Italy to remain in recession until late 2013, OECD warns
Weakened European economies and the short-term consequences of fiscal tightening will mean that Italy remains in recession until 2013, says a new report from the OECD.
Recession in Italy will persist despite the significant structural reforms introduced in late 2011 by Prime Minister Mario Monti.
“Activity seems likely to continue to decline over the next year but will turn up in late 2013,” said OECD chief economist Pier Carlo Padoan. Planned spending cuts and tax increases should further reduce the deficit to a very low level in 2013 and are on track to eliminate it in 2014.
“Some additional fiscal action may be needed, given the projected recession but prudent government assumptions about revenues from anti tax-evasion measures provide a safety margin. Structural reforms have already boosted longer-term prospects and must continue.
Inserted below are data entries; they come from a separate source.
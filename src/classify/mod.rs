//! Document classification from extracted PDF text.
//!
//! The portal hands out three kinds of documents, all in German: the
//! annual wage-tax certificate, the social-insurance registration
//! certificate, and the monthly payslip (possibly a correction run). Their
//! text is matched against a fixed, priority-ordered list of rules; the
//! first rule that recognises the document decides its category and
//! canonical filename.

mod extract;

use std::fmt;
use std::sync::LazyLock;

use regex::Regex;

pub use extract::{ExtractedDocument, ExtractionError, PdfTextExtractor, TextExtractor};

#[allow(clippy::expect_used)]
static TAX_CERTIFICATE: LazyLock<Regex> = LazyLock::new(|| {
    Regex::new(r"Ausdruck der elektronischen Lohnsteuerbescheinigung für (\d{4})")
        .expect("tax certificate pattern is valid")
});

#[allow(clippy::expect_used)]
static SOCIAL_INSURANCE: LazyLock<Regex> = LazyLock::new(|| {
    Regex::new(r"Meldebescheinigung zur Sozialversicherung")
        .expect("social insurance pattern is valid")
});

#[allow(clippy::expect_used)]
static PAYSLIP: LazyLock<Regex> =
    LazyLock::new(|| Regex::new(r"Verdienstabrechnung").expect("payslip pattern is valid"));

#[allow(clippy::expect_used)]
static BILLING_MONTH: LazyLock<Regex> = LazyLock::new(|| {
    Regex::new(r"Abrechnungsmonat:?\s*([A-Za-zäöüÄÖÜß]+)\s+(\d{4})")
        .expect("billing month pattern is valid")
});

#[allow(clippy::expect_used)]
static CORRECTION: LazyLock<Regex> = LazyLock::new(|| {
    Regex::new(r"Rückrechnung:?\s*([A-Za-zäöüÄÖÜß]+)\s+(\d{4})")
        .expect("correction pattern is valid")
});

/// What a document is.
#[derive(Debug, Clone, Copy, PartialEq, Eq, Hash)]
pub enum Category {
    /// Annual wage-tax certificate ("Lohnsteuerbescheinigung").
    TaxCertificate,
    /// Social-insurance registration certificate ("Meldebescheinigung").
    SocialInsuranceCertificate,
    /// Monthly payslip ("Verdienstabrechnung").
    Payslip,
    /// None of the above.
    Unrecognized,
}

impl fmt::Display for Category {
    fn fmt(&self, f: &mut fmt::Formatter<'_>) -> fmt::Result {
        let label = match self {
            Self::TaxCertificate => "tax certificate",
            Self::SocialInsuranceCertificate => "social insurance certificate",
            Self::Payslip => "payslip",
            Self::Unrecognized => "unrecognized",
        };
        f.write_str(label)
    }
}

/// The month and year a document covers.
///
/// Month names are kept exactly as they appear in the document.
#[derive(Debug, Clone, PartialEq, Eq, Hash)]
pub struct Period {
    /// Month name, absent for annual documents.
    pub month: Option<String>,
    /// Four-digit year.
    pub year: String,
}

impl Period {
    fn year(year: &str) -> Self {
        Self {
            month: None,
            year: year.to_string(),
        }
    }

    fn month(month: &str, year: &str) -> Self {
        Self {
            month: Some(month.to_string()),
            year: year.to_string(),
        }
    }
}

impl fmt::Display for Period {
    fn fmt(&self, f: &mut fmt::Formatter<'_>) -> fmt::Result {
        match &self.month {
            Some(month) => write!(f, "{month} {}", self.year),
            None => f.write_str(&self.year),
        }
    }
}

/// Everything the classifier derived from one document's text.
#[derive(Debug, Clone, PartialEq, Eq)]
pub struct ClassificationResult {
    /// Document kind.
    pub category: Category,
    /// Billing period, when it could be extracted.
    pub period: Option<Period>,
    /// Whether this payslip is a correction run.
    pub is_correction: bool,
    /// The period a correction payslip recalculates.
    pub correction_period: Option<Period>,
    /// Canonical filename, absent when the document is unrecognized or incomplete.
    pub proposed_name: Option<String>,
}

impl ClassificationResult {
    fn unrecognized() -> Self {
        Self::incomplete(Category::Unrecognized)
    }

    /// A recognised document whose billing month could not be read.
    fn incomplete(category: Category) -> Self {
        Self {
            category,
            period: None,
            is_correction: false,
            correction_period: None,
            proposed_name: None,
        }
    }

    /// Recognised, but without a proposed name.
    #[must_use]
    pub fn is_incomplete(&self) -> bool {
        self.category != Category::Unrecognized && self.proposed_name.is_none()
    }
}

type Rule = fn(&str) -> Option<ClassificationResult>;

/// Classification rules in priority order; the first match wins.
const RULES: &[Rule] = &[tax_certificate, social_insurance_certificate, payslip];

/// Classifies a document by its extracted text.
#[must_use]
pub fn classify(text: &str) -> ClassificationResult {
    RULES
        .iter()
        .find_map(|rule| rule(text))
        .unwrap_or_else(ClassificationResult::unrecognized)
}

fn tax_certificate(text: &str) -> Option<ClassificationResult> {
    let captures = TAX_CERTIFICATE.captures(text)?;
    let year = &captures[1];
    Some(ClassificationResult {
        category: Category::TaxCertificate,
        period: Some(Period::year(year)),
        is_correction: false,
        correction_period: None,
        proposed_name: Some(format!("Lohnsteuerbescheinigung - {year}.pdf")),
    })
}

fn social_insurance_certificate(text: &str) -> Option<ClassificationResult> {
    if !SOCIAL_INSURANCE.is_match(text) {
        return None;
    }
    let Some(period) = billing_period(text) else {
        return Some(ClassificationResult::incomplete(
            Category::SocialInsuranceCertificate,
        ));
    };

    let proposed_name = format!("Meldebescheinigung zur Sozialversicherung - {period}.pdf");
    Some(ClassificationResult {
        category: Category::SocialInsuranceCertificate,
        period: Some(period),
        is_correction: false,
        correction_period: None,
        proposed_name: Some(proposed_name),
    })
}

fn payslip(text: &str) -> Option<ClassificationResult> {
    if !PAYSLIP.is_match(text) {
        return None;
    }
    let Some(period) = billing_period(text) else {
        return Some(ClassificationResult::incomplete(Category::Payslip));
    };

    let correction_period = CORRECTION
        .captures(text)
        .map(|captures| Period::month(&captures[1], &captures[2]));

    let proposed_name = match &correction_period {
        Some(corrected) => format!("Verdienstabrechnung - {corrected} - Rückrechnung.pdf"),
        None => format!("Verdienstabrechnung - {period}.pdf"),
    };

    Some(ClassificationResult {
        category: Category::Payslip,
        period: Some(period),
        is_correction: correction_period.is_some(),
        correction_period,
        proposed_name: Some(proposed_name),
    })
}

fn billing_period(text: &str) -> Option<Period> {
    BILLING_MONTH
        .captures(text)
        .map(|captures| Period::month(&captures[1], &captures[2]))
}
Reductions in real wages to bring them more in line with productivity would boost competitiveness and contain unemployment,” the report said.
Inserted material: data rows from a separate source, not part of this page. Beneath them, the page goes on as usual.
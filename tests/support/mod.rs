//! Shared fakes for integration tests.

#![allow(dead_code)]

use std::collections::HashMap;
use std::path::Path;
use std::sync::Mutex;
use std::time::Duration;

use adp_docs_core::browser::{BrowserCookie, BrowserError, BrowserSession};
use adp_docs_core::classify::{ExtractionError, TextExtractor};
use adp_docs_core::harvest::NEXT_PAGE_SELECTOR;
use adp_docs_core::HarvestTimings;
use async_trait::async_trait;
use serde_json::Value;

/// Timings that keep scripted portal runs fast.
pub fn fast_timings() -> HarvestTimings {
    HarvestTimings {
        poll_interval: Duration::from_millis(2),
        wait_timeout: Duration::from_millis(200),
        field_settle: Duration::ZERO,
        dashboard_settle: Duration::ZERO,
        navigation_settle: Duration::ZERO,
        page_settle: Duration::ZERO,
        max_pages: 50,
    }
}

/// Renders one listing page holding `hrefs` plus some unrelated links.
pub fn listing_page(hrefs: &[String]) -> String {
    let rows: String = hrefs
        .iter()
        .map(|href| format!(r#"<tr><td><a href="{href}">PDF</a></td></tr>"#))
        .collect();
    format!(
        r#"<html><body>
            <a href="/AdpwAdpaWeb/logout.xhtml">Abmelden</a>
            <div id="epaysliplist:ePayListForm:ePayslipDocs">
              <div class="ui-datatable-tablewrapper"><table>{rows}</table></div>
            </div>
        </body></html>"#
    )
}

/// Document hrefs for `pages` listing pages with the given sizes.
pub fn paged_hrefs(sizes: &[usize]) -> Vec<Vec<String>> {
    let mut next_id = 1;
    sizes
        .iter()
        .map(|&size| {
            (0..size)
                .map(|_| {
                    let href = format!("/AdpwAdpaWeb/DocDownload?docId={next_id}");
                    next_id += 1;
                    href
                })
                .collect()
        })
        .collect()
}

#[derive(Debug, Default)]
struct PortalState {
    current_page: usize,
    navigations: Vec<String>,
    clicks: Vec<String>,
    filled_values: Vec<String>,
}

/// A scripted stand-in for the portal rendered in a browser.
///
/// It recognises the scripts the harvest evaluates by their shape and
/// answers them from its configuration.
pub struct FakePortal {
    pages: Vec<String>,
    dashboard_text: String,
    login_fields_present: bool,
    endless_pager: bool,
    cookies: Option<Vec<BrowserCookie>>,
    state: Mutex<PortalState>,
}

impl FakePortal {
    /// A portal whose listing has one page per entry of `pages`.
    pub fn with_pages(pages: Vec<Vec<String>>) -> Self {
        Self {
            pages: pages.iter().map(|hrefs| listing_page(hrefs)).collect(),
            dashboard_text: "Startseite\nAlle Dokumente (12)\nHilfe".to_string(),
            login_fields_present: true,
            endless_pager: false,
            cookies: Some(Vec::new()),
            state: Mutex::new(PortalState::default()),
        }
    }

    pub fn with_cookies(mut self, cookies: Vec<BrowserCookie>) -> Self {
        self.cookies = Some(cookies);
        self
    }

    pub fn with_cookie_failure(mut self) -> Self {
        self.cookies = None;
        self
    }

    pub fn with_dashboard_text(mut self, text: &str) -> Self {
        self.dashboard_text = text.to_string();
        self
    }

    pub fn without_login_fields(mut self) -> Self {
        self.login_fields_present = false;
        self
    }

    pub fn with_endless_pager(mut self) -> Self {
        self.endless_pager = true;
        self
    }

    pub fn pages_shown(&self) -> usize {
        self.state.lock().unwrap().current_page + 1
    }

    pub fn clicks(&self) -> Vec<String> {
        self.state.lock().unwrap().clicks.clone()
    }

    pub fn navigations(&self) -> Vec<String> {
        self.state.lock().unwrap().navigations.clone()
    }

    pub fn filled_values(&self) -> Vec<String> {
        self.state.lock().unwrap().filled_values.clone()
    }

    fn has_next_page(&self, current_page: usize) -> bool {
        self.endless_pager || current_page + 1 < self.pages.len()
    }
}

#[async_trait]
impl BrowserSession for FakePortal {
    async fn navigate(&self, url: &str) -> Result<(), BrowserError> {
        self.state.lock().unwrap().navigations.push(url.to_string());
        Ok(())
    }

    async fn click(&self, selector: &str) -> Result<(), BrowserError> {
        let mut state = self.state.lock().unwrap();
        state.clicks.push(selector.to_string());
        if selector == NEXT_PAGE_SELECTOR {
            state.current_page += 1;
        }
        Ok(())
    }

    async fn evaluate(&self, script: &str) -> Result<Value, BrowserError> {
        let mut state = self.state.lock().unwrap();

        if script.contains("shadowRoot") {
            if !self.login_fields_present {
                return Ok(Value::Bool(false));
            }
            let value = script
                .split("input.value = ")
                .nth(1)
                .and_then(|rest| rest.split(";\n").next())
                .and_then(|literal| serde_json::from_str::<String>(literal.trim()).ok())
                .unwrap_or_default();
            state.filled_values.push(value);
            return Ok(Value::Bool(true));
        }
        if script.contains("getClientRects") {
            return Ok(Value::Bool(true));
        }
        if script.contains("innerText") {
            return Ok(Value::String(self.dashboard_text.clone()));
        }
        if script.contains("querySelectorAll") {
            state.clicks.push("Alle Dokumente".to_string());
            return Ok(Value::Bool(true));
        }
        if script.contains("classList.contains") {
            return Ok(Value::Bool(self.has_next_page(state.current_page)));
        }

        Err(BrowserError::EvaluationFailed(format!(
            "unexpected script: {script}"
        )))
    }

    async fn content(&self) -> Result<String, BrowserError> {
        let state = self.state.lock().unwrap();
        let index = state.current_page.min(self.pages.len().saturating_sub(1));
        Ok(self.pages.get(index).cloned().unwrap_or_default())
    }

    async fn cookies(&self) -> Result<Vec<BrowserCookie>, BrowserError> {
        self.cookies
            .clone()
            .ok_or_else(|| BrowserError::CookiesUnavailable("target closed".to_string()))
    }
}

/// A [`TextExtractor`] answering from a file-name keyed map.
///
/// Files missing from the map fail extraction.
#[derive(Debug, Default)]
pub struct MapExtractor {
    texts: HashMap<String, String>,
}

impl MapExtractor {
    pub fn new<const N: usize>(entries: [(&str, &str); N]) -> Self {
        Self {
            texts: entries
                .into_iter()
                .map(|(name, text)| (name.to_string(), text.to_string()))
                .collect(),
        }
    }
}

#[async_trait]
impl TextExtractor for MapExtractor {
    async fn extract(&self, path: &Path) -> Result<String, ExtractionError> {
        let name = path
            .file_name()
            .map(|name| name.to_string_lossy().into_owned())
            .unwrap_or_default();
        self.texts
            .get(&name)
            .cloned()
            .ok_or_else(|| ExtractionError::unreadable(path, "not a PDF"))
    }
}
The OECD has cut its growth forecasts for the eurozone, warning that the debt crisis in the area could pull it into a vicious downward spiral without the right policy action.
“The crisis in the euro zone remains the single biggest downside risk facing the global outlook,” said Padoan.
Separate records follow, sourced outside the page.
//! Run configuration passed explicitly into the harvest.
//!
//! Nothing here is global: the binary builds these values from CLI flags,
//! environment variables and the optional config file, then hands them to
//! [`run_harvest`](crate::harvest::run_harvest).

use std::fmt;
use std::path::PathBuf;
use std::time::Duration;

use url::Url;

use crate::browser::wait::{DEFAULT_POLL_INTERVAL, DEFAULT_WAIT_TIMEOUT};

/// Default portal entry point.
pub const DEFAULT_PORTAL_URL: &str = "https://adpworld.adp.com";

/// Default overall deadline for the browser-driven phase, in minutes.
pub const DEFAULT_TIMEOUT_MINUTES: u64 = 15;

/// Default safety bound on the number of listing pages walked.
pub const DEFAULT_MAX_PAGES: u32 = 500;

/// Portal login credentials.
///
/// The password is redacted in Debug output.
#[derive(Clone)]
pub struct Credentials {
    username: String,
    password: String,
}

impl Credentials {
    /// Creates a credential pair.
    #[must_use]
    pub fn new(username: impl Into<String>, password: impl Into<String>) -> Self {
        Self {
            username: username.into(),
            password: password.into(),
        }
    }

    /// Returns the login name.
    #[must_use]
    pub fn username(&self) -> &str {
        &self.username
    }

    /// Returns the password. Never log it.
    #[must_use]
    pub fn password(&self) -> &str {
        &self.password
    }
}

impl fmt::Debug for Credentials {
    fn fmt(&self, f: &mut fmt::Formatter<'_>) -> fmt::Result {
        f.debug_struct("Credentials")
            .field("username", &self.username)
            .field("password", &"[REDACTED]")
            .finish()
    }
}

/// Poll intervals, per-step deadlines and settle pauses for the browser phase.
#[derive(Debug, Clone, Copy, PartialEq, Eq)]
pub struct HarvestTimings {
    /// Interval between readiness checks.
    pub poll_interval: Duration,
    /// Deadline for a single readiness wait.
    pub wait_timeout: Duration,
    /// Pause around filling a login field and pressing its button.
    pub field_settle: Duration,
    /// Pause after the dashboard text shows up, before opening the document list.
    pub dashboard_settle: Duration,
    /// Pause after opening the document list.
    pub navigation_settle: Duration,
    /// Pause after clicking the next-page control.
    pub page_settle: Duration,
    /// Maximum number of listing pages to walk before giving up.
    pub max_pages: u32,
}

impl Default for HarvestTimings {
    fn default() -> Self {
        Self {
            poll_interval: DEFAULT_POLL_INTERVAL,
            wait_timeout: DEFAULT_WAIT_TIMEOUT,
            field_settle: Duration::from_secs(1),
            dashboard_settle: Duration::from_secs(3),
            navigation_settle: Duration::from_secs(2),
            page_settle: Duration::from_secs(2),
            max_pages: DEFAULT_MAX_PAGES,
        }
    }
}

/// Everything a download run needs.
#[derive(Debug, Clone)]
pub struct HarvestOptions {
    /// Portal entry point; its origin scopes the bridged cookies.
    pub portal_url: Url,
    /// Login credentials.
    pub credentials: Credentials,
    /// Directory receiving the ordinal-named files.
    pub download_dir: PathBuf,
    /// Run Chrome without a window.
    pub headless: bool,
    /// Deadline for the whole browser-driven phase.
    pub overall_timeout: Duration,
    /// Browser phase timings.
    pub timings: HarvestTimings,
}

impl HarvestOptions {
    /// Creates options with default timings and a 15 minute deadline.
    #[must_use]
    pub fn new(portal_url: Url, credentials: Credentials, download_dir: PathBuf) -> Self {
        Self {
            portal_url,
            credentials,
            download_dir,
            headless: true,
            overall_timeout: Duration::from_secs(DEFAULT_TIMEOUT_MINUTES * 60),
            timings: HarvestTimings::default(),
        }
    }
}

#[cfg(test)]
#[allow(clippy::unwrap_used)]
mod tests {
    use super::*;

    #[test]
    fn test_credentials_debug_redacts_password() {
        let credentials = Credentials::new("max.mustermann", "hunter2");
        let debug = format!("{credentials:?}");
        assert!(debug.contains("max.mustermann"));
        assert!(!debug.contains("hunter2"), "password leaked: {debug}");
        assert!(debug.contains("[REDACTED]"));
    }

    #[test]
    fn test_default_timings_match_portal_render_latency() {
        let timings = HarvestTimings::default();
        assert_eq!(timings.poll_interval, Duration::from_millis(500));
        assert_eq!(timings.wait_timeout, Duration::from_secs(30));
        assert_eq!(timings.page_settle, Duration::from_secs(2));
        assert_eq!(timings.max_pages, DEFAULT_MAX_PAGES);
    }

    #[test]
    fn test_harvest_options_defaults() {
        let options = HarvestOptions::new(
            Url::parse(DEFAULT_PORTAL_URL).unwrap(),
            Credentials::new("u", "p"),
            PathBuf::from("/tmp/adp"),
        );
        assert!(options.headless);
        assert_eq!(options.overall_timeout, Duration::from_secs(900));
    }
}
//! CLI command handlers.

mod download;
mod process;

pub use download::run_download_command;
pub use process::run_process_command;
At European level, Padoan warned that failure to act immediately could lead to a worsening of the European crisis and spill-overs beyond the euro area, with serious consequences for the global economy.
“Avoiding such a scenario requires action to be taken both at country and supranational level.”
Fiscal consolidation and structural measures must proceed hand in hand, to make the adjustment process as growth-friendly as possible. The reform agenda must also be specifically targeted at supporting employment, reducing inequalities and protecting the weakest segments of the population,” the report said.